:: Brief ::
Scan the listing below for the word "graph" and copy every line that has it.

-------

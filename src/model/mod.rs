//! Data model for the trail network pipeline
//!
//! Contains the raw trail record, the split segment representation and the
//! routable graph built from the final segment set.

pub mod graph;
pub mod segment;
pub mod trail;

pub use graph::{TrailEdge, TrailGraph, TrailVertex};
pub use segment::TrailSegment;
pub use trail::{Trail, TrailGeometry};
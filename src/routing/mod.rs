//! Route recommendation over the finished trail network.
//!
//! Candidate generation is shape-specific (circuit enumeration for loops,
//! k-shortest paths for out-and-back and point-to-point), then all shapes
//! share the same scoring, deduplication, and ranking.

mod circuits;
mod dijkstra;
mod ksp;
mod recommend;

pub use recommend::{RoutePattern, RouteRecommendation, RouteShape, recommend_routes};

-------

:: Answer box ::
//! routable graph built from the final segment set.
pub mod graph;
pub use graph::{TrailEdge, TrailGraph, TrailVertex};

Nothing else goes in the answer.